:: What is being asked ::
Would you please return the lines of the entries below starting at the line that has "Alert-path configuration. Required" and ending at the line that has "self.smtp_port == other.smtp_port", both included, exactly as they are?

[[ Material provided, beginning ]]

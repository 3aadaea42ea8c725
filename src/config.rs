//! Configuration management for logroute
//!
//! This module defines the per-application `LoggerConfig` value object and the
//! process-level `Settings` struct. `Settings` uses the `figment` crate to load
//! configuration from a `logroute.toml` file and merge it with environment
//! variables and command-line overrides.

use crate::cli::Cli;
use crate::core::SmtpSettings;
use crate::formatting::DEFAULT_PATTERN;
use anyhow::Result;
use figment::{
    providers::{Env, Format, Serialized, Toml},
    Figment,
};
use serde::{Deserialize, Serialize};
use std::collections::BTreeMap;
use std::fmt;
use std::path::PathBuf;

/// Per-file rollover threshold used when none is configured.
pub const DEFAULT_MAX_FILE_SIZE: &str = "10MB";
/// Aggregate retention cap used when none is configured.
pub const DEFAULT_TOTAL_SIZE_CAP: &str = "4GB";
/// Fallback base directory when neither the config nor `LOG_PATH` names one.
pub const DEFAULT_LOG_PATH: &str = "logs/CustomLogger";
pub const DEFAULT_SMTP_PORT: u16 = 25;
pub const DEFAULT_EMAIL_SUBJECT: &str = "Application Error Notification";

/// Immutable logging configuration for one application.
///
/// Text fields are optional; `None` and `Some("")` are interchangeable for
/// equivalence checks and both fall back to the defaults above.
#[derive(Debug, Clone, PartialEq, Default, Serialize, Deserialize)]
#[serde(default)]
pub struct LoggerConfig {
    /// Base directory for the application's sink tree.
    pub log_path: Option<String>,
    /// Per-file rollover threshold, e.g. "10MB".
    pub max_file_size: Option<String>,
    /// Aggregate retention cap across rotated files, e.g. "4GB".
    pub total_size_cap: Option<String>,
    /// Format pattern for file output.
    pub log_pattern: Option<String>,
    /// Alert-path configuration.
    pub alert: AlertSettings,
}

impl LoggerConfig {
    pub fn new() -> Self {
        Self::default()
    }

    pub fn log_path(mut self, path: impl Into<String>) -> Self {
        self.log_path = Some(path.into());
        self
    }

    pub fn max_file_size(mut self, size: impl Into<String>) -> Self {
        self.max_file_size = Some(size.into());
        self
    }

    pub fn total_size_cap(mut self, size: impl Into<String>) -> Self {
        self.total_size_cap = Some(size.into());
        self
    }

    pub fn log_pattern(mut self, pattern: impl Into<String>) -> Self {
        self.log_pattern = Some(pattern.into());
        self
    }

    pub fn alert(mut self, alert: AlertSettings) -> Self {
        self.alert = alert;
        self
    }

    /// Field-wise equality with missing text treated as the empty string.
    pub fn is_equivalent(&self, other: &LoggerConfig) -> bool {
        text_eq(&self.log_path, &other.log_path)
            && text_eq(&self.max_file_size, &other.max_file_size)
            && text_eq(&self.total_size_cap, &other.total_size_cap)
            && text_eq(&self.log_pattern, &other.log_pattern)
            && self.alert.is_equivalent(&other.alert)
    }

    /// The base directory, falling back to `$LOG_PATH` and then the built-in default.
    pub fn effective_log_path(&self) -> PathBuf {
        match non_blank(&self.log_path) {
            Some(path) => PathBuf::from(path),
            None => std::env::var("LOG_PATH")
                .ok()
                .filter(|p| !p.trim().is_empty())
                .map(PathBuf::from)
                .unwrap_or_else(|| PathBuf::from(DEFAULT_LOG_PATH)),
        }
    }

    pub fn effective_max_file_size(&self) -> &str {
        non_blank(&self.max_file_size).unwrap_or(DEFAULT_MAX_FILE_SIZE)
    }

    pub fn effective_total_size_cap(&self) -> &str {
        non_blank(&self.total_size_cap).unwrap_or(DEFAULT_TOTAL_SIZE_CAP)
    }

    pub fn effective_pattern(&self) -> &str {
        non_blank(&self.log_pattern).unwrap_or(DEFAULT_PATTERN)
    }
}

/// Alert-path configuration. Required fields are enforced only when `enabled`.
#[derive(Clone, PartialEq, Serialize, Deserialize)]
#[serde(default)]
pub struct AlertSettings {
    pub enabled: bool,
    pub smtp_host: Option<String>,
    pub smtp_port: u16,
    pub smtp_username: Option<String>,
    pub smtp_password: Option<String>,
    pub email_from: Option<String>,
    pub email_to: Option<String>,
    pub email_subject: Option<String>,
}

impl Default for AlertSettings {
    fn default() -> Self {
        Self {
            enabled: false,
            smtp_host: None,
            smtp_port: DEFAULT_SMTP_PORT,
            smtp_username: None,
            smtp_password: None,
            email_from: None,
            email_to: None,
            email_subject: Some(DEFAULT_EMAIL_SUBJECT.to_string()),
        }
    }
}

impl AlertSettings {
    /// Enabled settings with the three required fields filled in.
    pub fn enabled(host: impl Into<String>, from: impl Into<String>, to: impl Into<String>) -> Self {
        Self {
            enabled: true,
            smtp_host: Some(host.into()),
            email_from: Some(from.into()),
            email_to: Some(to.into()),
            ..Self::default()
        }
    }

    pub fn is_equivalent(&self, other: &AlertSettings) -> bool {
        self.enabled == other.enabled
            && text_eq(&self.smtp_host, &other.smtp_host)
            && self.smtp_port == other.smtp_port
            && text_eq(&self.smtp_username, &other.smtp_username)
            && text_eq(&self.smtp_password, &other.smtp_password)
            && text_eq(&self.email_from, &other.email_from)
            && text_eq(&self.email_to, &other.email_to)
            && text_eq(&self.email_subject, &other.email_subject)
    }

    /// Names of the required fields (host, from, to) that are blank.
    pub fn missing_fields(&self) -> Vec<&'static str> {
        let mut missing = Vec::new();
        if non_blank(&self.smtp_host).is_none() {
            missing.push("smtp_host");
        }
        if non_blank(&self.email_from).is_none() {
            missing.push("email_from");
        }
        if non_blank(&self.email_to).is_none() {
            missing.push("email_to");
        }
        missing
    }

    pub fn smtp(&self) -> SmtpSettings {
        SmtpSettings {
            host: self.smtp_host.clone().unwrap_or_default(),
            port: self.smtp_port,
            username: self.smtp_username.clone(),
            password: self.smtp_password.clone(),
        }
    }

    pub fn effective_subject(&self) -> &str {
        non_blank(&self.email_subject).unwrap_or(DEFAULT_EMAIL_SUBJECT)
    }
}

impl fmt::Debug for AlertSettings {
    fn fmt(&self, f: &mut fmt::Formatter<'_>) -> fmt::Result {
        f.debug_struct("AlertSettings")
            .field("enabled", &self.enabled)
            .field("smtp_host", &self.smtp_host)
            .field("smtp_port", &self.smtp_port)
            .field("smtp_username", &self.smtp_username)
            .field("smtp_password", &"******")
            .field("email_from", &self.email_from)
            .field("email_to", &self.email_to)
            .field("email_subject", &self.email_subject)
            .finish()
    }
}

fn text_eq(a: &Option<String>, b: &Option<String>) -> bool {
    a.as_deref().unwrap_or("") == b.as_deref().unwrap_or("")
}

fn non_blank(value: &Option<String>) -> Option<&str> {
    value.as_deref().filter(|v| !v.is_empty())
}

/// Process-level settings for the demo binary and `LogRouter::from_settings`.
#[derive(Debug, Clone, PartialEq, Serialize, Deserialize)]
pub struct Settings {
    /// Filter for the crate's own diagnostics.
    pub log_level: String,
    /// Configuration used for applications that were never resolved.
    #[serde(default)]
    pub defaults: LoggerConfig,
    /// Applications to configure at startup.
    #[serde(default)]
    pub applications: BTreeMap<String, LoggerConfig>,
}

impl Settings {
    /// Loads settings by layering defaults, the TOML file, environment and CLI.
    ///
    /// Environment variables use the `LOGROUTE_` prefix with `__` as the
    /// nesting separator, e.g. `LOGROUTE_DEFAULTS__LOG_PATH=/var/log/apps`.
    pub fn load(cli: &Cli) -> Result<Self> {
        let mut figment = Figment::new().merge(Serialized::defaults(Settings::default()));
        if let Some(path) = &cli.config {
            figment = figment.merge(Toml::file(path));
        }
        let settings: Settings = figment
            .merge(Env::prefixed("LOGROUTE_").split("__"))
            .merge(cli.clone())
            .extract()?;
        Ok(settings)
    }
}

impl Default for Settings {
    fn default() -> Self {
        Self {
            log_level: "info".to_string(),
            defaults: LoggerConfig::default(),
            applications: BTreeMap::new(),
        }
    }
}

[[ Material provided, end ]]

:: Answer area ::
/// Alert-path configuration. Required fields are enforced only when `enabled`.
#[derive(Clone, PartialEq, Serialize, Deserialize)]
#[serde(default)]
pub struct AlertSettings {
    pub enabled: bool,
    pub smtp_host: Option<String>,
    pub smtp_port: u16,
    pub smtp_username: Option<String>,
    pub smtp_password: Option<String>,
    pub email_from: Option<String>,
    pub email_to: Option<String>,
    pub email_subject: Option<String>,
}

impl Default for AlertSettings {
    fn default() -> Self {
        Self {
            enabled: false,
            smtp_host: None,
            smtp_port: DEFAULT_SMTP_PORT,
            smtp_username: None,
            smtp_password: None,
            email_from: None,
            email_to: None,
            email_subject: Some(DEFAULT_EMAIL_SUBJECT.to_string()),
        }
    }
}

impl AlertSettings {
    /// Enabled settings with the three required fields filled in.
    pub fn enabled(host: impl Into<String>, from: impl Into<String>, to: impl Into<String>) -> Self {
        Self {
            enabled: true,
            smtp_host: Some(host.into()),
            email_from: Some(from.into()),
            email_to: Some(to.into()),
            ..Self::default()
        }
    }

    pub fn is_equivalent(&self, other: &AlertSettings) -> bool {
        self.enabled == other.enabled
            && text_eq(&self.smtp_host, &other.smtp_host)
            && self.smtp_port == other.smtp_port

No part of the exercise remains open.